A temperatura já subiu mais de 1,5 grau e, a longo prazo, pode comprometer até a existência da Amazônia. Como consequência, as geleiras estão derretendo muito e o nível do mar está mais alto - entre 20 cm e 25 cm em alguns locais do Pacífico, alertou Nobre, que é presidente do Painel Brasileiro de Mudanças Climáticas.

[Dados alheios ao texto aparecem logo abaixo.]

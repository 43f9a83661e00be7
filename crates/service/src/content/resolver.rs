//! Fallback-aware lookups over a content snapshot.
//!
//! Nothing here performs I/O or fails: a missing snapshot, a missing section
//! or a missing key all degrade to the caller's fallback, so page code can
//! treat every content slot as always present.

use std::collections::BTreeMap;

use super::domain::ContentEntry;

/// Value of the first entry matching `(section, key)`, else `fallback`.
///
/// `None` stands for a snapshot that has not been loaded (yet).
///
/// # Examples
/// ```
/// use service::content::resolver::resolve;
/// assert_eq!(resolve(None, "hero", "title", "Default Title"), "Default Title");
/// ```
pub fn resolve(snapshot: Option<&[ContentEntry]>, section: &str, key: &str, fallback: &str) -> String {
    snapshot
        .and_then(|entries| entries.iter().find(|e| e.section == section && e.key == key))
        .map(|e| e.value.clone())
        .unwrap_or_else(|| fallback.to_string())
}

/// Every `key -> value` of `section`. When a snapshot holds duplicates the
/// first one wins, matching [`resolve`].
pub fn resolve_section(snapshot: Option<&[ContentEntry]>, section: &str) -> BTreeMap<String, String> {
    let mut out = BTreeMap::new();
    for e in snapshot.unwrap_or_default().iter().filter(|e| e.section == section) {
        out.entry(e.key.clone()).or_insert_with(|| e.value.clone());
    }
    out
}

/// A point-in-time read of the content store, possibly not loaded.
#[derive(Debug, Clone, Default)]
pub struct ContentSnapshot {
    entries: Option<Vec<ContentEntry>>,
}

impl ContentSnapshot {
    pub fn loaded(entries: Vec<ContentEntry>) -> Self { Self { entries: Some(entries) } }

    pub fn pending() -> Self { Self { entries: None } }

    pub fn is_loaded(&self) -> bool { self.entries.is_some() }

    pub fn entries(&self) -> Option<&[ContentEntry]> { self.entries.as_deref() }

    pub fn get(&self, section: &str, key: &str, fallback: &str) -> String {
        resolve(self.entries(), section, key, fallback)
    }

    pub fn section(&self, section: &str) -> BTreeMap<String, String> {
        resolve_section(self.entries(), section)
    }
}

Paulo Miller, assessor da diretoria de regulação prudencial e estudos econômicos da Superintendência de Seguros Privados (Susep), descreveu a crise do clima como um “elefante na sala” com o qual o setor de seguros deve lidar, “não com um olhar extrativista”, para “explorar até que deixe de ser segurável”, mas mantendo o risco “segurável” incentivando as boas práticas de gestão de risco. “A gente tem a questão da precificação, a venda da proteção, mas o seguro tem outro papel muito importante nessa agenda que é o papel regulatório, do incentivo de boas práticas de gerenciamento de risco por parte dos segurados”, afirmou.

Entre as estratégias sugeridas pelas seguradoras para enfrentar os desafios está a maior aproximação com a academia, que produz conhecimento científico, e com o poder público, além de fomentar uma cultura de seguro mais ampla no país. “É motivo de preocupação a baixa penetração do seguro e o ritmo de crescimento no país, aquém do necessário para proteger nossa população, pessoas e negócios”, disse Vasconcelos, da BrasilSeg. No caso do Rio Grande do Sul, as indenizações estimadas representaram menos de 10% do total de R$ 97 bilhões apurado como perda econômica, afirmou.

No campo, as perdas por eventos climáticos nos últimos dez anos somaram R$ 287 bilhões, sendo que apenas uma parcela, de R$ 56 bilhões, foi indenizada por meio de seguros agrícolas ou reembolsos do governo com o Programa de Garantia da Atividade Agropecuária (Proagro). Quem arcou com o prejuízo restante, disse, foram produtores, muitos dos quais acabaram falindo. “No fundo, vai sobrar para a sociedade civil. Toda a sociedade é comprometida quando tem um quadro que se agrava com o risco climático e com uma cultura de seguro muito aquém da média mundial.”